Todos estão escrevendo sobre ele, sobre seus milagres, sua incrível batalha com
o gigante de duas cabeças. Uns estão narrando sua história, os colunistas de culinária
estão ensinando a preparar o "bobó de camarão à la Impossível", mas
eu esqueci da data e escrevi sobre assuntos relevantes.
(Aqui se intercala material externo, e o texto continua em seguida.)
fn to_fts_query(text: &str) -> String {
    text.split_whitespace()
        .filter(|token| !token.trim().is_empty())
        .map(|token| format!("\"{}\"", token.replace('"', "")))
        .collect::<Vec<String>>()
        .join(" ")
}

#[cfg(test)]
mod tests {
    use super::*;
    use crate::commands::ingest::ensure_schema;

    fn seeded_connection() -> Connection {
        let connection = Connection::open_in_memory().unwrap();
        ensure_schema(&connection).unwrap();

        connection
            .execute_batch(
                "
                INSERT INTO reports(report_id, filename, kind, sha256, ingested_at) VALUES
                  ('r1', 'weekly.txt', 'text', '1111aaaa', 't0'),
                  ('r2', 'results.txt', 'text', '2222bbbb', 't0');

                INSERT INTO auction_schedule
                  (event_id, market, market_confidence, sale_date, est_head, raw_text, report_id, ingested_at)
                VALUES
                  ('r1:20250826:001', 'Dodge City', 100, '2025-08-26', 1500,
                   'Dodge City 8/26/2025 expecting 1,500 head', 'r1', 't0'),
                  ('r1:20250902:002', 'Pratt', 95, '2025-09-02', NULL,
                   'Pratt special sale Sept 2', 'r1', 't0');

                INSERT INTO auction_results
                  (market, market_confidence, sale_date, total_head, report_id, ingested_at)
                VALUES
                  ('Dodge City', 100, '2025-08-21', 1805, 'r2', 't0');

                INSERT INTO schedule_fts(schedule_fts) VALUES('rebuild');
                ",
            )
            .unwrap();

        connection
    }

    #[test]
    fn to_fts_query_quotes_tokens() {
        assert_eq!(to_fts_query("special sale"), "\"special\" \"sale\"");
        assert_eq!(to_fts_query("  \"quoted\"  "), "\"quoted\"");
        assert_eq!(to_fts_query("   "), "");
    }

    #[test]
    fn schedule_rows_filter_by_market_and_score_exact_matches() {
        let connection = seeded_connection();
        let rows = query_schedule_rows(&connection, Some("Dodge City"), None, None).unwrap();

        assert_eq!(rows.len(), 1);
        assert_eq!(rows[0].market, "Dodge City");
        assert_eq!(rows[0].match_kind, "exact_market");
        assert_eq!(rows[0].head_count, Some(1500));
    }

    #[test]
    fn schedule_rows_filter_by_date_range() {
        let connection = seeded_connection();
        let rows =
            query_schedule_rows(&connection, None, Some("2025-09-01"), None).unwrap();

        assert_eq!(rows.len(), 1);
        assert_eq!(rows[0].sale_date, "2025-09-02");
        assert_eq!(rows[0].match_kind, "date_range");
    }

    #[test]
    fn fts_rows_match_raw_text_tokens() {
        let connection = seeded_connection();
        let rows = query_fts_rows(&connection, "special sale", None, None, None).unwrap();

        assert_eq!(rows.len(), 1);
        assert_eq!(rows[0].market, "Pratt");
        assert_eq!(rows[0].match_kind, "fts");
    }

    #[test]
    fn result_rows_rank_above_schedule_rows_for_same_market() {
        let connection = seeded_connection();
        let candidates =
            collect_candidates(&connection, None, Some("Dodge City"), None, None, None).unwrap();

        assert_eq!(candidates.len(), 2);
        assert_eq!(candidates[0].kind, "results");
        assert_eq!(candidates[1].kind, "schedule");
    }

    #[test]
    fn text_filter_restricts_candidates_to_fts_matches() {
        let connection = seeded_connection();
        let candidates =
            collect_candidates(&connection, None, None, Some("special sale"), None, None).unwrap();

        assert_eq!(candidates.len(), 1);
        assert_eq!(candidates[0].market, "Pratt");
        assert_eq!(candidates[0].match_kind, "fts");

        let bounded = collect_candidates(
            &connection,
            None,
            None,
            Some("special sale"),
            Some("2025-08-01"),
            None,
        )
        .unwrap();
        assert_eq!(bounded.len(), 1);
        assert_eq!(bounded[0].sale_date, "2025-09-02");
    }

    #[test]
    fn dedup_keeps_highest_scoring_candidate() {
        let connection = seeded_connection();
        let mut dedup = HashMap::new();

        for candidate in query_schedule_rows(&connection, None, Some("2025-08-01"), None).unwrap()
        {
            upsert_candidate(&mut dedup, candidate);
        }
        for candidate in
            query_schedule_rows(&connection, Some("Dodge City"), None, None).unwrap()
        {
            upsert_candidate(&mut dedup, candidate);
        }

        let dodge = dedup.get("schedule:r1:20250826:001").unwrap();
        assert_eq!(dodge.match_kind, "exact_market");
        assert_eq!(dodge.score, 1000.0);
    }

    #[test]
    fn parse_iso_date_rejects_non_iso_input() {
        assert!(parse_iso_date(Some("08/26/2025"), "--since").is_err());
        assert_eq!(
            parse_iso_date(Some("2025-08-26"), "--since").unwrap(),
            Some(NaiveDate::from_ymd_opt(2025, 8, 26).unwrap())
        );
        assert_eq!(parse_iso_date(None, "--since").unwrap(), None);
    }

    #[test]
    fn fetch_classes_returns_rows_in_label_order() {
        let connection = seeded_connection();
        connection
            .execute_batch(
                "
                INSERT INTO result_classes(result_id, class_label, avg_cwt, lots) VALUES
                  (1, 'feeder_steers', 238.75, 2),
                  (1, 'bulls', 155.0, 1);
                ",
            )
            .unwrap();

        let classes = fetch_classes(&connection, 1).unwrap();
        assert_eq!(classes.len(), 2);
        assert_eq!(classes[0].class_label, "bulls");
        assert_eq!(classes[1].class_label, "feeder_steers");
    }
}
- Quem disse que relevância é trabalho de jornalista? Liga a
televisão e você vai ver que está todo mundo falando sobre o "Dia de São
Impossível". Amanhã será o "Dia do Corretor de Imóveis", depois
"Dia da Sandália de Dedo", talvez você consiga encaixar um texto
relevante entre Quarta e Sexta, porque no Sábado já será o "Dia do Pão de
Forma". Por sinal, eu não posso esquecer de ir à padaria um dia antes,
pois senão terei que comprar pães somente no Domingo, quando baixar o preço. É
como na Páscoa. Por essa razão, sigo a tradição de meus pais:
estipulo para meus filhos que a Páscoa é no dia seguinte ao que é
comemorado no resto do País. Eles adoram! Ganham o triplo de chocolate que os
seus coleguinhas.
- Quem está falando de Páscoa? Você é de uma
tremenda insensibilidade com os problemas dos outros. Estou aqui desesperado e
você falando tolices.
- Está bem, você está certo. Qual o tema do texto que
escreveu?
- Sobre a ideia absurda de que um prato de farofa, pipoca e
galinha na encruzilhada, possa causar alguma modificação na vida de algum ser
humano. Um estudo científico que comprova que nenhuma maldição pode surtir efeito,
além do psicossomático.
- Essa matéria não atrairá ninguém, amigo. Devia ter escrito
sobre o dia em que "São Impossível" enfrentou o gigante de duas
cabeças e, durante doze horas seguidas, leu para ele "O Grande
Gatsby". Com um material rico desse nas mãos e você foi estimular alguém
a pensar? Esse seu complexo de messias ainda vai te colocar num hospício. Faz o
seguinte, descansa, não dá para resolver mesmo. Recomponha-se e prepare um
texto bem bonito sobre o "Dia do Corretor de Imóveis". Eu conheço um,
você quer entrevistá-lo? Eles ficam em polvorosa nessa época, como velhinho
barbudo em época de Natal.
Ele desligou na minha cara, numa atitude bem deselegante.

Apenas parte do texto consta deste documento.